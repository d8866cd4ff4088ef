//! Shared SSE streaming infrastructure for all provider adapters.
//!
//! Every provider follows the same pattern: receive a `reqwest::Response`,
//! buffer chunks, split on `\n\n`, extract `data:` payloads, and feed each
//! payload to a provider-specific parser that returns `Vec<Result<StreamEvent>>`.
//!
//! This module extracts that shared logic into two functions:
//! - [`drain_data_lines`] -- pull complete `data:` payloads from an SSE buffer
//! - [`sse_response_stream`] -- build a `BoxStream` from a response + parser closure

use crate::util::from_reqwest;
use nx_domain::error::Result;
use nx_domain::stream::{BoxStream, StreamEvent};

/// Extract complete `data:` payloads from an SSE buffer.
///
/// SSE events are delimited by `\n\n`.  Each event block may contain
/// `event:`, `data:`, `id:`, or `retry:` lines.  We only care about
/// `data:` lines.
///
/// The buffer is drained in-place: consumed bytes are removed and any
/// trailing partial event remains for the next call.
pub(crate) fn drain_data_lines(buffer: &mut String) -> Vec<String> {
    let mut data_lines = Vec::new();

    while let Some(pos) = buffer.find("\n\n") {
        let block: String = buffer.drain(..pos).collect();
        buffer.drain(..2); // remove the \n\n delimiter

        for line in block.lines() {
            let line = line.trim();
            if let Some(data) = line.strip_prefix("data:") {
                let data = data.trim();
                if !data.is_empty() {
                    data_lines.push(data.to_string());
                }
            }
        }
    }

    data_lines
}

/// Build a [`BoxStream`] from an SSE `reqwest::Response` and a provider-specific
/// parser closure.
///
/// The closure receives each `data:` payload string and returns zero or more
/// stream events.  It is `FnMut` (not `Fn`) because some providers (Anthropic)
/// need mutable state across calls (e.g. `StreamState` for tool-call assembly).
///
/// The stream automatically:
/// 1. Buffers incoming chunks and drains complete SSE events
/// 2. Flushes the remaining buffer when the response body closes
/// 3. Emits a fallback `Done` event if the parser never produced one
pub(crate) fn sse_response_stream<F>(
    response: reqwest::Response,
    mut parse_data: F,
) -> BoxStream<'static, Result<StreamEvent>>
where
    F: FnMut(&str) -> Vec<Result<StreamEvent>> + Send + 'static,
{
    let stream = async_stream::stream! {
        let mut response = response;
        let mut buffer = String::new();
        let mut done_emitted = false;

        loop {
            match response.chunk().await {
                Ok(Some(bytes)) => {
                    buffer.push_str(&String::from_utf8_lossy(&bytes));

                    let data_lines = drain_data_lines(&mut buffer);
                    for data in data_lines {
                        let events = parse_data(&data);
                        for event in events {
                            if matches!(&event, Ok(StreamEvent::Done { .. })) {
                                done_emitted = true;
                            }
                            yield event;
                        }
                    }
                }
                Ok(None) => {
                    // Stream ended -- flush any remaining partial event.
                    if !buffer.trim().is_empty() {
                        buffer.push_str("\n\n");
                        let data_lines = drain_data_lines(&mut buffer);
                        for data in data_lines {
                            let events = parse_data(&data);
                            for event in events {
                                if matches!(&event, Ok(StreamEvent::Done { .. })) {
                                    done_emitted = true;
                                }
                                yield event;
                            }
                        }
                    }
                    break;
                }
                Err(e) => {
                    yield Err(from_reqwest(e));
                    break;
                }
            }
        }

        if !done_emitted {
            yield Ok(StreamEvent::Done {
                usage: None,
                finish_reason: Some("stop".into()),
            });
        }
    };

    Box::pin(stream)
}

// ━━━━━━━━━━━━━━━━━━━━━━━━━━━━━━━━━━━━━━━━━━━━━━━━━━━━━━━━━━━━━━━━━━
// Tests
// ━━━━━━━━━━━━━━━━━━━━━━━━━━━━━━━━━━━━━━━━━━━━━━━━━━━━━━━━━━━━━━━━━━
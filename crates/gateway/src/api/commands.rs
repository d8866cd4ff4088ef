//! `GET /commands` — enumerates the gateway's signed-command surface
//! (spec §4.8). The set is fixed at compile time; there is no dynamic
//! command registry in scope.

use axum::response::Json;

pub async fn list_commands() -> Json<serde_json::Value> {
    Json(serde_json::json!({
        "commands": [
            {
                "name": "config",
                "description": "View or modify per-user configuration overrides",
                "requiresSignature": true,
                "getEndpoint": "/config",
                "postEndpoint": "/config",
            },
            {
                "name": "prompts",
                "description": "View or modify per-user prompt overrides",
                "requiresSignature": true,
                "getEndpoint": "/prompts",
                "postEndpoint": "/prompts",
            },
            {
                "name": "messages",
                "description": "Fetch recent conversation history",
                "requiresSignature": false,
                "getEndpoint": "/messages",
            },
        ]
    }))
}
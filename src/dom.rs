use std::cmp::Ordering;

use indexmap::IndexMap;
use serde::Serialize;

use crate::error::StructureError;

mod classify;
pub mod markup;
mod range;

pub use classify::{
    COLOR_CLASS, CUSTOM_CLASS, HASHTAG_CLASS, MEDIA_CLASS, NodeClass, URLLINK_CLASS,
};
pub use range::BoundaryPoint;

pub const ZERO_WIDTH_SPACE: char = '\u{200B}';
pub const FRAGMENT_TAG: &str = "#fragment";

pub type DomResult<T> = std::result::Result<T, StructureError>;

#[derive(Clone, Copy, Debug, PartialEq, Eq, Hash, PartialOrd, Ord, Serialize)]
pub struct NodeId(usize);

impl NodeId {
    pub fn index(self) -> usize {
        self.0
    }
}

/// Token placed on a node for the duration of a bounded walk.
#[derive(Clone, Copy, Debug, PartialEq, Eq, Hash)]
pub struct ScopeMarker(u64);

#[derive(Clone, Debug)]
pub enum NodeKind {
    Text(String),
    Element(ElementData),
}

#[derive(Clone, Debug, Default)]
pub struct ElementData {
    pub tag: String,
    /// `None` when the node carries no class attribute at all. An empty list
    /// means the attribute is present but was emptied.
    classes: Option<Vec<String>>,
    attributes: IndexMap<String, String>,
}

#[derive(Clone, Debug)]
struct NodeData {
    kind: NodeKind,
    parent: Option<NodeId>,
    children: Vec<NodeId>,
    class: NodeClass,
    scopes: Vec<ScopeMarker>,
}

#[derive(Clone, Debug, PartialEq, Eq, Serialize)]
pub struct AttributeChange {
    pub target: NodeId,
    pub name: String,
}

#[derive(Clone, Copy, Debug, PartialEq, Eq, Serialize)]
pub struct ChildChange {
    pub target: NodeId,
    pub node: NodeId,
}

/// Structural deltas recorded since the last reconciliation.
#[derive(Clone, Debug, Default, PartialEq, Eq, Serialize)]
pub struct MutationBatch {
    pub attribute_changes: Vec<AttributeChange>,
    pub removed: Vec<ChildChange>,
    pub added: Vec<ChildChange>,
}

impl MutationBatch {
    pub fn is_empty(&self) -> bool {
        self.attribute_changes.is_empty() && self.removed.is_empty() && self.added.is_empty()
    }
}

/// The editable document tree. Nodes live in an arena and are addressed by
/// [`NodeId`]; detached nodes stay allocated until the document is dropped.
#[derive(Clone, Debug)]
pub struct Document {
    nodes: Vec<NodeData>,
    root: NodeId,
    observing: bool,
    journal: MutationBatch,
    next_scope: u64,
    active_scopes: Vec<(ScopeMarker, NodeId)>,
}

Exercise requirements: Your task is to retype the records above exactly.

Written response:
repository d8866cd4ff4088ef
//! Shared SSE streaming infrastructure for all provider adapters.
//!
//! Every provider follows the same pattern: receive a `reqwest::Response`,
//! buffer chunks, split on `\n\n`, extract `data:` payloads, and feed each
//! payload to a provider-specific parser that returns `Vec<Result<StreamEvent>>`.
//!
//! This module extracts that shared logic into two functions:
//! - [`drain_data_lines`] -- pull complete `data:` payloads from an SSE buffer
//! - [`sse_response_stream`] -- build a `BoxStream` from a response + parser closure

use crate::util::from_reqwest;
use nx_domain::error::Result;
use nx_domain::stream::{BoxStream, StreamEvent};

/// Extract complete `data:` payloads from an SSE buffer.
///
/// SSE events are delimited by `\n\n`.  Each event block may contain
/// `event:`, `data:`, `id:`, or `retry:` lines.  We only care about
/// `data:` lines.
///
/// The buffer is drained in-place: consumed bytes are removed and any
/// trailing partial event remains for the next call.
pub(crate) fn drain_data_lines(buffer: &mut String) -> Vec<String> {
    let mut data_lines = Vec::new();

    while let Some(pos) = buffer.find("\n\n") {
        let block: String = buffer.drain(..pos).collect();
        buffer.drain(..2); // remove the \n\n delimiter

        for line in block.lines() {
            let line = line.trim();
            if let Some(data) = line.strip_prefix("data:") {
                let data = data.trim();
                if !data.is_empty() {
                    data_lines.push(data.to_string());
                }
            }
        }
    }

    data_lines
}

/// Build a [`BoxStream`] from an SSE `reqwest::Response` and a provider-specific
/// parser closure.
///
/// The closure receives each `data:` payload string and returns zero or more
/// stream events.  It is `FnMut` (not `Fn`) because some providers (Anthropic)
/// need mutable state across calls (e.g. `StreamState` for tool-call assembly).
///
/// The stream automatically:
/// 1. Buffers incoming chunks and drains complete SSE events
/// 2. Flushes the remaining buffer when the response body closes
/// 3. Emits a fallback `Done` event if the parser never produced one
pub(crate) fn sse_response_stream<F>(
    response: reqwest::Response,
    mut parse_data: F,
) -> BoxStream<'static, Result<StreamEvent>>
where
    F: FnMut(&str) -> Vec<Result<StreamEvent>> + Send + 'static,
{
    let stream = async_stream::stream! {
        let mut response = response;
        let mut buffer = String::new();
        let mut done_emitted = false;

        loop {
            match response.chunk().await {
                Ok(Some(bytes)) => {
                    buffer.push_str(&String::from_utf8_lossy(&bytes));

                    let data_lines = drain_data_lines(&mut buffer);
                    for data in data_lines {
                        let events = parse_data(&data);
                        for event in events {
                            if matches!(&event, Ok(StreamEvent::Done { .. })) {
                                done_emitted = true;
                            }
                            yield event;
                        }
                    }
                }
                Ok(None) => {
                    // Stream ended -- flush any remaining partial event.
                    if !buffer.trim().is_empty() {
                        buffer.push_str("\n\n");
                        let data_lines = drain_data_lines(&mut buffer);
                        for data in data_lines {
                            let events = parse_data(&data);
                            for event in events {
                                if matches!(&event, Ok(StreamEvent::Done { .. })) {
                                    done_emitted = true;
                                }
                                yield event;
                            }
                        }
                    }
                    break;
                }
                Err(e) => {
                    yield Err(from_reqwest(e));
                    break;
                }
            }
        }

        if !done_emitted {
            yield Ok(StreamEvent::Done {
                usage: None,
                finish_reason: Some("stop".into()),
            });
        }
    };

    Box::pin(stream)
}

// ━━━━━━━━━━━━━━━━━━━━━━━━━━━━━━━━━━━━━━━━━━━━━━━━━━━━━━━━━━━━━━━━━━
// Tests
// ━━━━━━━━━━━━━━━━━━━━━━━━━━━━━━━━━━━━━━━━━━━━━━━━━━━━━━━━━━━━━━━━━━
filename crates/gateway/src/api/commands.rs
repository d8866cd4ff4088ef
//! `GET /commands` — enumerates the gateway's signed-command surface
//! (spec §4.8). The set is fixed at compile time; there is no dynamic
//! command registry in scope.

use axum::response::Json;

pub async fn list_commands() -> Json<serde_json::Value> {
    Json(serde_json::json!({
        "commands": [
            {
                "name": "config",
                "description": "View or modify per-user configuration overrides",
                "requiresSignature": true,
                "getEndpoint": "/config",
                "postEndpoint": "/config",
            },
            {
                "name": "prompts",
                "description": "View or modify per-user prompt overrides",
                "requiresSignature": true,
                "getEndpoint": "/prompts",
                "postEndpoint": "/prompts",
            },
            {
                "name": "messages",
                "description": "Fetch recent conversation history",
                "requiresSignature": false,
                "getEndpoint": "/messages",
            },
        ]
    }))
}
filename src/dom.rs
use std::cmp::Ordering;

use indexmap::IndexMap;
use serde::Serialize;

use crate::error::StructureError;

mod classify;
pub mod markup;
mod range;

pub use classify::{
    COLOR_CLASS, CUSTOM_CLASS, HASHTAG_CLASS, MEDIA_CLASS, NodeClass, URLLINK_CLASS,
};
pub use range::BoundaryPoint;

pub const ZERO_WIDTH_SPACE: char = '\u{200B}';
pub const FRAGMENT_TAG: &str = "#fragment";

pub type DomResult<T> = std::result::Result<T, StructureError>;

#[derive(Clone, Copy, Debug, PartialEq, Eq, Hash, PartialOrd, Ord, Serialize)]
pub struct NodeId(usize);

impl NodeId {
    pub fn index(self) -> usize {
        self.0
    }
}

/// Token placed on a node for the duration of a bounded walk.
#[derive(Clone, Copy, Debug, PartialEq, Eq, Hash)]
pub struct ScopeMarker(u64);

#[derive(Clone, Debug)]
pub enum NodeKind {
    Text(String),
    Element(ElementData),
}

#[derive(Clone, Debug, Default)]
pub struct ElementData {
    pub tag: String,
    /// `None` when the node carries no class attribute at all. An empty list
    /// means the attribute is present but was emptied.
    classes: Option<Vec<String>>,
    attributes: IndexMap<String, String>,
}

#[derive(Clone, Debug)]
struct NodeData {
    kind: NodeKind,
    parent: Option<NodeId>,
    children: Vec<NodeId>,
    class: NodeClass,
    scopes: Vec<ScopeMarker>,
}

#[derive(Clone, Debug, PartialEq, Eq, Serialize)]
pub struct AttributeChange {
    pub target: NodeId,
    pub name: String,
}

#[derive(Clone, Copy, Debug, PartialEq, Eq, Serialize)]
pub struct ChildChange {
    pub target: NodeId,
    pub node: NodeId,
}

/// Structural deltas recorded since the last reconciliation.
#[derive(Clone, Debug, Default, PartialEq, Eq, Serialize)]
pub struct MutationBatch {
    pub attribute_changes: Vec<AttributeChange>,
    pub removed: Vec<ChildChange>,
    pub added: Vec<ChildChange>,
}

impl MutationBatch {
    pub fn is_empty(&self) -> bool {
        self.attribute_changes.is_empty() && self.removed.is_empty() && self.added.is_empty()
    }
}

/// The editable document tree. Nodes live in an arena and are addressed by
/// [`NodeId`]; detached nodes stay allocated until the document is dropped.
#[derive(Clone, Debug)]
pub struct Document {
    nodes: Vec<NodeData>,
    root: NodeId,
    observing: bool,
    journal: MutationBatch,
    next_scope: u64,
    active_scopes: Vec<(ScopeMarker, NodeId)>,
}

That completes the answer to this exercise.